- Exercise requirements
Restate the data exactly, with nothing altered.

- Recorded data
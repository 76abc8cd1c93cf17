/// Horizontal usage bars — longest bar at the top.
///
/// Each record gets a label row (path + size in MB) and a proportional
/// fill bar beneath it, scaled against the largest record. The whole
/// chart scrolls vertically since a deep tree produces many rows.
use egui::{Rect, RichText, ScrollArea, Sense, Ui, Vec2};
use sizescope_core::analysis::BarChart;
use sizescope_core::model::size::format_mb;

pub fn bar_chart(ui: &mut Ui, chart: &BarChart) {
    let color_normal = ui.visuals().text_color();
    let color_muted = ui.visuals().weak_text_color();
    let bar_track_bg = ui.visuals().extreme_bg_color;

    // Bars arrive sorted descending, so the first one sets the scale.
    let max_mb = chart.bars.first().map_or(0.0, |bar| bar.size_mb);

    ScrollArea::vertical().auto_shrink(false).show(ui, |ui| {
        for bar in &chart.bars {
            ui.horizontal(|ui| {
                ui.label(
                    RichText::new(&bar.label)
                        .monospace()
                        .color(color_normal)
                        .size(11.0),
                );
                ui.label(
                    RichText::new(format_mb(bar.size_mb))
                        .color(color_muted)
                        .size(11.0),
                );
            });

            let bar_width = ui.available_width() - 16.0;
            let bar_height = 6.0;
            let (bar_rect, _) =
                ui.allocate_exact_size(Vec2::new(bar_width, bar_height), Sense::hover());
            let painter = ui.painter_at(bar_rect);
            painter.rect_filled(bar_rect, 2.0, bar_track_bg);

            let frac = if max_mb > 0.0 {
                (bar.size_mb / max_mb) as f32
            } else {
                0.0
            };
            let fill_w = bar_width * frac.clamp(0.0, 1.0);
            if fill_w > 0.5 {
                let fill_rect = Rect::from_min_size(bar_rect.min, Vec2::new(fill_w, bar_height));
                painter.rect_filled(fill_rect, 2.0, super::bar_fill_color(frac));
            }

            ui.add_space(3.0);
        }
    });
}
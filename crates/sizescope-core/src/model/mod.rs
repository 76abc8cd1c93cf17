/// Data model for SizeScope usage records.
///
/// Re-exports the record type and supporting size helpers.
pub mod record;
pub mod size;

pub use record::{EntryKind, UsageRecord};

- Solution for this problem
repository 76abc8cd1c93cf17
/// Horizontal usage bars — longest bar at the top.
///
/// Each record gets a label row (path + size in MB) and a proportional
/// fill bar beneath it, scaled against the largest record. The whole
/// chart scrolls vertically since a deep tree produces many rows.
use egui::{Rect, RichText, ScrollArea, Sense, Ui, Vec2};
use sizescope_core::analysis::BarChart;
use sizescope_core::model::size::format_mb;

pub fn bar_chart(ui: &mut Ui, chart: &BarChart) {
    let color_normal = ui.visuals().text_color();
    let color_muted = ui.visuals().weak_text_color();
    let bar_track_bg = ui.visuals().extreme_bg_color;

    // Bars arrive sorted descending, so the first one sets the scale.
    let max_mb = chart.bars.first().map_or(0.0, |bar| bar.size_mb);

    ScrollArea::vertical().auto_shrink(false).show(ui, |ui| {
        for bar in &chart.bars {
            ui.horizontal(|ui| {
                ui.label(
                    RichText::new(&bar.label)
                        .monospace()
                        .color(color_normal)
                        .size(11.0),
                );
                ui.label(
                    RichText::new(format_mb(bar.size_mb))
                        .color(color_muted)
                        .size(11.0),
                );
            });

            let bar_width = ui.available_width() - 16.0;
            let bar_height = 6.0;
            let (bar_rect, _) =
                ui.allocate_exact_size(Vec2::new(bar_width, bar_height), Sense::hover());
            let painter = ui.painter_at(bar_rect);
            painter.rect_filled(bar_rect, 2.0, bar_track_bg);

            let frac = if max_mb > 0.0 {
                (bar.size_mb / max_mb) as f32
            } else {
                0.0
            };
            let fill_w = bar_width * frac.clamp(0.0, 1.0);
            if fill_w > 0.5 {
                let fill_rect = Rect::from_min_size(bar_rect.min, Vec2::new(fill_w, bar_height));
                painter.rect_filled(fill_rect, 2.0, super::bar_fill_color(frac));
            }

            ui.add_space(3.0);
        }
    });
}
filename crates/sizescope-core/src/model/mod.rs
repository 76abc8cd1c93cf17
/// Data model for SizeScope usage records.
///
/// Re-exports the record type and supporting size helpers.
pub mod record;
pub mod size;

pub use record::{EntryKind, UsageRecord};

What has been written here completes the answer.